Last week, Southern California Edison gave customers, including Western Malibu, a 48-hour notice for a possible Public Safety Power Shutoff (PSPS) in response to high Santa Ana winds and a Red Flag Warning issued by the National Weather Service.

Western Malibu was expected to be impacted on Thursday night (Oct. 10) into Friday morning; however, residents were anticipating a power outage that never occurred.

What did happen was a half-dozen brush fires sparking across Ventura and Los Angeles counties, including a .8-acre fire in the area of Las Virgenes and Mulholland Highway in Calabasas that was knocked down in just 11 minutes on Thursday afternoon.

Around 8 p.m. Thursday night, the Wendy Fire erupted in Newbury Park, burning near the intersection of Wendy Drive and Potrero Road. Flames made their way toward the ocean—and Malibu—but forward progress was stopped on the 90-acre fire before the sun rose and well before it ever reached Malibu.

Another fire that sparked around the same time, the Saddleridge Fire, began to burn overnight from Thursday into Friday, moving from Sylmar to Granada Hills and Porter Ranch. 

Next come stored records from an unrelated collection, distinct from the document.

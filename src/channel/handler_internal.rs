use std::{any::Any, any::TypeId, cell::RefCell, error::Error, rc::Rc};

use crate::channel::completion::WriteFuture;
use crate::channel::pipeline::PipelineBase;

/// Internal inbound handler trait, object-safe for chain traversal.
pub trait InboundHandlerInternal {
    #[doc(hidden)]
    fn attach_internal(&mut self, ctx: &dyn InboundContextInternal);
    #[doc(hidden)]
    fn detach_internal(&mut self, ctx: &dyn InboundContextInternal);

    #[doc(hidden)]
    fn transport_active_internal(&mut self, ctx: &dyn InboundContextInternal);
    #[doc(hidden)]
    fn transport_inactive_internal(&mut self, ctx: &dyn InboundContextInternal);

    #[doc(hidden)]
    fn read_internal(&mut self, ctx: &dyn InboundContextInternal, msg: Box<dyn Any>);
    #[doc(hidden)]
    fn read_exception_internal(&mut self, ctx: &dyn InboundContextInternal, err: Box<dyn Error>);
    #[doc(hidden)]
    fn read_eof_internal(&mut self, ctx: &dyn InboundContextInternal);

    /// Casts it to Any dyn trait
    fn as_any_internal(&self) -> &dyn Any;
}

/// Internal inbound context trait, object-safe for chain traversal.
pub trait InboundContextInternal {
    #[doc(hidden)]
    fn fire_transport_active_internal(&self);
    #[doc(hidden)]
    fn fire_transport_inactive_internal(&self);
    #[doc(hidden)]
    fn fire_read_internal(&self, msg: Box<dyn Any>);
    #[doc(hidden)]
    fn fire_read_exception_internal(&self, err: Box<dyn Error>);
    #[doc(hidden)]
    fn fire_read_eof_internal(&self);

    #[doc(hidden)]
    fn name(&self) -> &str;
    /// Casts it to Any dyn trait
    fn as_any(&self) -> &dyn Any;

    /// Type this context's handler reads, as `(id, name)`.
    #[doc(hidden)]
    fn read_type(&self) -> (TypeId, &'static str);
    /// Type this context's handler emits forward, as `(id, name)`.
    #[doc(hidden)]
    fn emit_type(&self) -> (TypeId, &'static str);

    #[doc(hidden)]
    fn set_pipeline(&mut self, pipeline: Option<Rc<PipelineBase>>);
    #[doc(hidden)]
    fn set_next_in_context(
        &mut self,
        next_in_context: Option<Rc<RefCell<dyn InboundContextInternal>>>,
    );
    #[doc(hidden)]
    fn set_next_in_handler(
        &mut self,
        next_in_handler: Option<Rc<RefCell<dyn InboundHandlerInternal>>>,
    );
    #[doc(hidden)]
    fn set_next_out_context(
        &mut self,
        next_out_context: Option<Rc<RefCell<dyn OutboundContextInternal>>>,
    );
    #[doc(hidden)]
    fn set_next_out_handler(
        &mut self,
        next_out_handler: Option<Rc<RefCell<dyn OutboundHandlerInternal>>>,
    );
}

/// Internal outbound handler trait, object-safe for chain traversal.
pub trait OutboundHandlerInternal {
    #[doc(hidden)]
    fn attach_internal(&mut self, ctx: &dyn OutboundContextInternal);
    #[doc(hidden)]
    fn detach_internal(&mut self, ctx: &dyn OutboundContextInternal);

    #[doc(hidden)]
    fn write_internal(
        &mut self,
        ctx: &dyn OutboundContextInternal,
        msg: Box<dyn Any>,
    ) -> WriteFuture;
    #[doc(hidden)]
    fn close_internal(&mut self, ctx: &dyn OutboundContextInternal) -> WriteFuture;

    /// Casts it to Any dyn trait
    fn as_any_internal(&self) -> &dyn Any;
}

/// Internal outbound context trait, object-safe for chain traversal.
pub trait OutboundContextInternal {
    #[doc(hidden)]
    fn fire_write_internal(&self, msg: Box<dyn Any>) -> WriteFuture;
    #[doc(hidden)]
    fn fire_close_internal(&self) -> WriteFuture;

    #[doc(hidden)]
    fn name(&self) -> &str;
    /// Casts it to Any dyn trait
    fn as_any(&self) -> &dyn Any;

    /// Type this context's handler accepts from downstream, as `(id, name)`.
    #[doc(hidden)]
    fn write_type(&self) -> (TypeId, &'static str);
    /// Type this context's handler emits toward the transport, as `(id, name)`.
    #[doc(hidden)]
    fn emit_type(&self) -> (TypeId, &'static str);

    #[doc(hidden)]
    fn set_pipeline(&mut self, pipeline: Option<Rc<PipelineBase>>);
    #[doc(hidden)]
    fn set_next_out_context(
        &mut self,
        next_out_context: Option<Rc<RefCell<dyn OutboundContextInternal>>>,
    );
    #[doc(hidden)]
    fn set_next_out_handler(
        &mut self,
        next_out_handler: Option<Rc<RefCell<dyn OutboundHandlerInternal>>>,
    );
}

That fire, which spread to engulf 8,391 acres, destroyed 17 structures and damaged 77 more, also resulting in one civilian death and three minor firefighter injuries. 

Smoke from that fire, which blew into Malibu beginning early on Friday morning and into Saturday, created hazardous air conditions for residents. In response, the city announced it would be distributing free respiratory masks at City Hall and Malibu Bluffs Park, with CERT (Community Emergency Response Team) members reporting they were on hand to distribute masks across the city.

On Friday, Oct. 11, the school district sent out a press release on behalf of Malibu Pathway Director Isaac Burgess to recommend parents and faculty keep students indoors during the wildfires.

“While the South Coast Management Air Quality District is reporting air quality is good in Malibu, we know visually, by smell and falling ash, that this may not be accurate,” Burgess said in the press release. “We plan to keep students indoors today as these conditions continue and after school athletic practices and activities may be cancelled, in the abundance of caution.”

Shortly after that statement was released, it was announced all Malibu schools would have early dismissals on Friday. Malibu Boys & Girls Club also closed early on Friday.

By Saturday, the City of Malibu tweeted SCE no longer considering a power shutoff in Malibu. 

During a PSPS, SCE turns off the power in high fire risk areas to reduce the chance of a fire.

“We know how disruptive a power outage can be for our customers and their communities and do not take these decisions lightly,” SCE Incident Commander Erik Takayesu said in a press release. “We are doing this out of utmost caution to protect the communities we serve.” 

Late in the day on Monday, Oct. 14, information began to emerge about a possible link between SCE and the ignition of the Saddleridge Fire; various news agencies reported the fire started beneath a high-voltage transmission tower. 

Malibu Urgent Care was not impacted by a shut-off; however, the center does have generators in case of a power outage and a spokesperson reported they were assisting individuals who are medically dependent on electricity.

The City of Malibu shared tips on social media about how to be prepared for a power outage. For instance, the city recommends keeping a tank full of gas and cash set aside, as well as having all electronics fully charged in an emergency, with backup batteries available.

According to the SCE website, officials and meteorologists said they implement these power outages to monitor conditions throughout service areas to identify circuits that may need to be turned off.